VIE DE SAINT ANTOINE

Selon la légende Antoine naît en Haute Égypte en 251, dans le petit village de Qeman. Héritier d’une riche famille chrétienne, il fait ses études à Alexandrie. A ses dix-huit ans, ses parents décèdent. Il reste seul avec une sœur cadette. Sa vocation se dessine quand il entend lire dans une église cette parole de l’évangile de Matthieu : «Si tu veux être parfait, va, vends tout ce que tu as, donne-le aux pauvres, suis-moi, et tu auras un trésor au ciel.» Alors, il vend tous ses biens, les distribue aux pauvres, installe sa sœur, selon ses vœux, dans une communauté féminine comme «vierge consacrée» et part dans le désert.

Ermite, il travaille la terre, prie, lit les Écritures et rend visite aux autres ermites.

C’est là que le Démon entre dans sa vie pour de longues années. Antoine doit résister aux attaques – tantôt séductrices, tantôt terrifiantes – du Malin. Il voit apparaître des figures monstrueuses, fréquemment représentées par les peintres chrétiens du Moyen-Âge. Le diable va redoubler ses assauts contre le saint homme, au point de le laisser évanoui et couvert de plaies. Ce sont les « Tentations de Saint-Antoine », contre lesquelles il combattra en menant une vie austère.

Grandes Heures de Jean de Berry

Horae ad usum Parisiensem - Grandes Heures de Jean de Berry - Jacquemart de Hesdin. Enlumineur -1431-1437 - Bibliothèque nationale de France.

La pratique du jeûne, les mortifications, l’étude assidue des saintes écritures, la prière constante seront ses armes. Sa force de caractère le fait entrer dans la légende.

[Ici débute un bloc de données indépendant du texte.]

//! Run statistics and structured logging setup.

use crate::rule::Rule;
use ca_planter_data::{Grid, ALIVE};
use std::time::{Duration, Instant};

/// Per-row live-cell counts of a finished grid.
#[derive(Debug, Clone, PartialEq)]
pub struct GridStats {
    pub width: usize,
    pub row_live: Vec<usize>,
}

impl GridStats {
    #[must_use]
    pub fn from_grid(grid: &Grid) -> Self {
        Self {
            width: grid.width(),
            row_live: grid
                .rows()
                .map(|row| row.iter().filter(|&&c| c == ALIVE).count())
                .collect(),
        }
    }

    pub fn total_live(&self) -> usize {
        self.row_live.iter().sum()
    }

    pub fn row_density(&self, t: usize) -> Option<f64> {
        self.row_live
            .get(t)
            .map(|&live| live as f64 / self.width as f64)
    }

    pub fn density(&self) -> f64 {
        let cells = self.width * self.row_live.len();
        if cells == 0 {
            return 0.0;
        }
        self.total_live() as f64 / cells as f64
    }

    /// First time step whose row equals a row seen earlier, if any.
    ///
    /// Evolution is deterministic, so from that step on the history cycles.
    pub fn first_repeat(grid: &Grid) -> Option<usize> {
        let mut seen = std::collections::HashSet::new();
        grid.rows().position(|row| !seen.insert(row))
    }

    /// Emits one debug event per row and an info summary.
    pub fn log(&self, rule: Rule, elapsed: Duration) {
        for (t, live) in self.row_live.iter().enumerate() {
            tracing::debug!(step = t, live = live, "Row evolved");
        }
        tracing::info!(
            rule = rule.number(),
            width = self.width,
            height = self.row_live.len(),
            live = self.total_live(),
            density = self.density(),
            elapsed_us = saturating_micros(elapsed),
            "Grid generated"
        );
    }
}

/// Microseconds in `elapsed`, clamped to `u64::MAX`.
fn saturating_micros(elapsed: Duration) -> u64 {
    u64::try_from(elapsed.as_micros()).unwrap_or(u64::MAX)
}

/// Wall-clock timer for a single generation call.
pub struct RunTimer {
    start: Instant,
}

impl Default for RunTimer {
    fn default() -> Self {
        Self::start()
    }
}

impl RunTimer {
    #[must_use]
    pub fn start() -> Self {
        Self {
            start: Instant::now(),
        }
    }

    #[must_use]
    pub fn elapsed(&self) -> Duration {
        self.start.elapsed()
    }
}

/// Initialize tracing subscriber for logging.
///
/// Honors `RUST_LOG`, falling back to `default_filter`. Safe to call twice;
/// the second call is a no-op.
pub fn init_logging(default_filter: &str) {
    use tracing_subscriber::{layer::SubscriberExt, util::SubscriberInitExt};

    let filter = tracing_subscriber::EnvFilter::try_from_default_env()
        .unwrap_or_else(|_| tracing_subscriber::EnvFilter::new(default_filter));
    let _ = tracing_subscriber::registry()
        .with(filter)
        .with(tracing_subscriber::fmt::layer())
        .try_init();
}
//! Plain data types shared by the generator, the exporters and the application.

pub mod data;

pub use data::cell::{is_binary, ALIVE, DEAD};
pub use data::grid::{Grid, GridError};
pub use data::seed::InitialCondition;
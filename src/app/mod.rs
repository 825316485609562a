pub mod state;

pub use state::App;

use anyhow::{Context, Result};
use ca_planter_core::metrics::{GridStats, RunTimer};
use ca_planter_core::rule::Rule;
use ca_planter_data::Grid;
use std::path::PathBuf;

/// Everything a finished run produced.
pub struct RunReport {
    pub grid: Grid,
    pub rule: Rule,
    pub stats: GridStats,
    pub first_repeat: Option<usize>,
    pub artifacts: Vec<PathBuf>,
}

impl RunReport {
    /// One-line description of the run for the terminal.
    pub fn summary(&self) -> String {
        let cycle = match self.first_repeat {
            Some(t) => format!("history repeats from step {t}"),
            None => "no repeated row".to_string(),
        };
        format!(
            "{}: {} x {} cells, density {:.3}, {}",
            self.rule,
            self.grid.width(),
            self.grid.height(),
            self.stats.density(),
            cycle
        )
    }
}

impl App {
    /// Generates the grid and writes the enabled artifacts.
    ///
    /// Nothing is written unless generation succeeded in full.
    pub fn run(&mut self) -> Result<RunReport> {
        let rule = self.generator.rule();
        tracing::info!(
            rule = rule.number(),
            width = self.generator.width(),
            height = self.generator.height(),
            initial_condition = ?self.generator.condition(),
            "Generating grid"
        );

        let timer = RunTimer::start();
        let grid = self
            .generator
            .generate(&mut self.rng)
            .context("Grid generation failed")?;
        let stats = GridStats::from_grid(&grid);
        stats.log(rule, timer.elapsed());

        let first_repeat = GridStats::first_repeat(&grid);
        if let Some(t) = first_repeat {
            tracing::debug!(step = t, "History enters a cycle");
        }

        let output = &self.config.output;
        let mut artifacts = Vec::new();
        if output.scad {
            artifacts.push(ca_planter_io::write_scad(
                &grid,
                rule,
                &self.config.planter,
                &output.directory,
            )?);
        }
        if output.raster {
            artifacts.push(ca_planter_io::write_pbm(&grid, rule, &output.directory)?);
        }
        if output.json {
            artifacts.push(ca_planter_io::write_grid_json(&grid, rule, &output.directory)?);
        }

        Ok(RunReport {
            grid,
            rule,
            stats,
            first_repeat,
            artifacts,
        })
    }
}
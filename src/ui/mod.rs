pub mod preview;

pub use preview::GridWidget;
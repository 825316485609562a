//! Black/white raster export in plain PBM (`P1`) form.
//!
//! Active cells are black (`1`), inactive cells white (`0`). The title goes in
//! a comment line so image viewers show the raw pattern only.

use crate::error::{IoError, Result};
use crate::scad::output_stem;
use ca_planter_core::rule::Rule;
use ca_planter_data::Grid;
use std::fs;
use std::path::{Path, PathBuf};

/// Plain PBM lines should stay within 70 characters.
const MAX_LINE: usize = 70;

/// Caption used by every visualization of a grid.
pub fn title(rule: Rule) -> String {
    format!("Cellular Automaton - Rule {}", rule.number())
}

pub fn render_pbm(grid: &Grid, rule: Rule) -> String {
    let mut out = format!("P1\n# {}\n{} {}\n", title(rule), grid.width(), grid.height());
    for row in grid.rows() {
        for chunk in row.chunks(MAX_LINE) {
            out.extend(chunk.iter().map(|&c| char::from(b'0' + c)));
            out.push('\n');
        }
    }
    out
}

/// Writes `<stem>.pbm` into `dir` and returns its path.
pub fn write_pbm(grid: &Grid, rule: Rule, dir: impl AsRef<Path>) -> Result<PathBuf> {
    let dir = dir.as_ref();
    fs::create_dir_all(dir).map_err(|e| {
        IoError::FileSystem(e).with_context(format!("creating output directory {:?}", dir))
    })?;
    let path = dir.join(format!("{}.pbm", output_stem(grid.width(), grid.height(), rule)));
    fs::write(&path, render_pbm(grid, rule))
        .map_err(|e| IoError::FileSystem(e).with_context(format!("writing PBM to {:?}", path)))?;
    tracing::info!(path = %path.display(), "Raster written");
    Ok(path)
}
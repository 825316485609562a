use ca_planter_core::config::AppConfig;
use ca_planter_core::rule::Rule;
use ca_planter_data::Grid;
use std::path::PathBuf;

/// Fresh scratch directory under the system temp dir.
#[allow(dead_code)]
pub fn scratch_dir(name: &str) -> PathBuf {
    let dir = std::env::temp_dir().join(format!("ca_planter_test_{name}"));
    let _ = std::fs::remove_dir_all(&dir);
    std::fs::create_dir_all(&dir).expect("Failed to create scratch dir");
    dir
}

/// Config writing only into `dir`, with a fixed seed and no preview.
#[allow(dead_code)]
pub fn seeded_config(dir: &std::path::Path, seed: u64) -> AppConfig {
    let mut config = AppConfig::default();
    config.automaton.width = 40;
    config.automaton.height = 60;
    config.automaton.rule = 110;
    config.automaton.seed = Some(seed);
    config.output.directory = dir.to_path_buf();
    config.output.preview = false;
    config
}

/// Evolves `seed` one step with the textbook rule definition.
#[allow(dead_code)]
pub fn reference_step(seed: &[u8], rule: Rule) -> Vec<u8> {
    let n = rule.number();
    let w = seed.len();
    (0..w)
        .map(|i| {
            let pattern = (seed[(i + w - 1) % w] << 2) | (seed[i] << 1) | seed[(i + 1) % w];
            (n >> pattern) & 1
        })
        .collect()
}

#[allow(dead_code)]
pub fn assert_well_formed(grid: &Grid, width: usize, height: usize) {
    assert_eq!(grid.height(), height, "row count");
    assert_eq!(grid.rows().len(), height, "row iterator length");
    for (t, row) in grid.rows().enumerate() {
        assert_eq!(row.len(), width, "row {t} width");
        assert!(row.iter().all(|&c| c <= 1), "row {t} holds a non-binary cell");
    }
}
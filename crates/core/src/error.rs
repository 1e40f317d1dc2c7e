//! Configuration errors.
//!
//! The model functions themselves never fail; they are total over the reals and
//! may return `NaN` or `Inf` for degenerate input. Rejecting such input is the
//! job of whoever builds the configuration, and this is the error type they use.

use std::fmt;

/// Error raised while loading or validating a profile configuration.
#[derive(Debug)]
pub enum ConfigError {
    /// A parameter that must be strictly positive was zero or negative.
    NonPositive {
        /// Configuration field name (e.g. `"z0"`, `"src_vol"`)
        name: &'static str,
        /// The rejected value
        value: f64,
    },

    /// A parameter that must be non-negative was negative.
    Negative {
        /// Configuration field name (e.g. `"vb0"`, `"k_i"`)
        name: &'static str,
        /// The rejected value
        value: f64,
    },

    /// A parameter was NaN or infinite.
    NonFinite {
        /// Configuration field name
        name: &'static str,
        /// The rejected value
        value: f64,
    },

    /// The configuration file could not be read.
    Io(std::io::Error),

    /// The configuration file is not valid JSON for the expected schema.
    Parse(serde_json::Error),
}

impl ConfigError {
    /// Configuration field name the error refers to, if any.
    pub fn field(&self) -> Option<&'static str> {
        match self {
            Self::NonPositive { name, .. }
            | Self::Negative { name, .. }
            | Self::NonFinite { name, .. } => Some(name),
            Self::Io(_) | Self::Parse(_) => None,
        }
    }
}

impl fmt::Display for ConfigError {
    fn fmt(&self, f: &mut fmt::Formatter<'_>) -> fmt::Result {
        match self {
            Self::NonPositive { name, value } => {
                write!(f, "parameter '{name}' must be positive, got {value}")
            }
            Self::Negative { name, value } => {
                write!(f, "parameter '{name}' must not be negative, got {value}")
            }
            Self::NonFinite { name, value } => {
                write!(f, "parameter '{name}' must be finite, got {value}")
            }
            Self::Io(err) => write!(f, "failed to read configuration: {err}"),
            Self::Parse(err) => write!(f, "failed to parse configuration: {err}"),
        }
    }
}

impl std::error::Error for ConfigError {
    fn source(&self) -> Option<&(dyn std::error::Error + 'static)> {
        match self {
            Self::Io(err) => Some(err),
            Self::Parse(err) => Some(err),
            _ => None,
        }
    }
}

impl From<std::io::Error> for ConfigError {
    fn from(err: std::io::Error) -> Self {
        Self::Io(err)
    }
}

impl From<serde_json::Error> for ConfigError {
    fn from(err: serde_json::Error) -> Self {
        Self::Parse(err)
    }
}

/// Reject NaN and infinities.
pub(crate) fn ensure_finite(name: &'static str, value: f64) -> Result<(), ConfigError> {
    if value.is_finite() {
        Ok(())
    } else {
        Err(ConfigError::NonFinite { name, value })
    }
}

/// Require `value > 0` (and finite).
pub(crate) fn ensure_positive(name: &'static str, value: f64) -> Result<(), ConfigError> {
    ensure_finite(name, value)?;
    if value > 0.0 {
        Ok(())
    } else {
        Err(ConfigError::NonPositive { name, value })
    }
}

/// Require `value >= 0` (and finite).
pub(crate) fn ensure_non_negative(name: &'static str, value: f64) -> Result<(), ConfigError> {
    ensure_finite(name, value)?;
    if value >= 0.0 {
        Ok(())
    } else {
        Err(ConfigError::Negative { name, value })
    }
}

#[cfg(test)]
mod tests {
    use super::*;

    #[test]
    fn test_positive_check() {
        assert!(ensure_positive("z0", 0.003).is_ok());

        let err = ensure_positive("z0", 0.0).unwrap_err();
        assert!(matches!(err, ConfigError::NonPositive { name: "z0", .. }));
        assert_eq!(err.to_string(), "parameter 'z0' must be positive, got 0");
    }

    #[test]
    fn test_non_negative_check() {
        assert!(ensure_non_negative("vb0", 0.0).is_ok());
        let err = ensure_non_negative("vb0", -1.0).unwrap_err();
        assert_eq!(err.field(), Some("vb0"));
    }

    #[test]
    fn test_non_finite_rejected_before_sign() {
        let err = ensure_positive("zone_h", f64::NAN).unwrap_err();
        assert!(matches!(err, ConfigError::NonFinite { .. }));

        let err = ensure_non_negative("c0z", f64::INFINITY).unwrap_err();
        assert!(matches!(err, ConfigError::NonFinite { .. }));
    }
}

Cherchant la solitude absolue pour méditer, Antoine va de désert en désert. Mais sa notoriété le rattrape. Peu à peu commencent à se rassembler autour de lui, des disciples qui viennent suivre son enseignement. Vivant à proximité, ils l’écoutent prêcher et s’associent à lui pour prier. Au fil des ans, ils forment différents groupes de disciples chapeautés par un plus ancien et choisissant tous Antoine comme guide spirituel.

Il fonde alors la communauté des Kellia (cellules). Chaque moine vit dans sa propre cellule qui est un ermitage. Chaque cellule comporte au moins deux pièces, l’une d’elles étant réservée à la prière et servant d’oratoire. Les cellules sont en briques crues, faites du sable limoneux extrait sur place et sont couvertes de voûtes en briques.

Cet ancien site monastique de Nitrie se trouvait dans la partie sud-ouest du delta du Nil, à une cinquantaine de kilomètres au sud est d’Alexandrie (1).

En 307 Hilarion de Gaza sollicite les conseils du saint homme sur la façon d’organiser un monastère dans l’actuelle région de Gaza.

Deir Mar Antonios

Monastère de Saint Antoine - Egypte -1930- photo Kazazian - Dumbarton Oaks Trustees for Harvard University -Washington DC 

Le monastère copte orthodoxe de Saint-Antoine ou Deir Mar Antonios est encore en activité aujourd’hui. Il serait le plus vieux monastère chrétien au monde. Sis sur le mont Qolzum, près de Suez, il a 1600 ans. Restauré en 2010, il est fréquenté par les pèlerins coptes et est encore habité par une douzaine de moines.

Saint Antoine passe les dernières années de sa vie sur le mont Qolzum en Thébaïde avant de mourir le 17 janvier 356 à l’âge de 105 ans.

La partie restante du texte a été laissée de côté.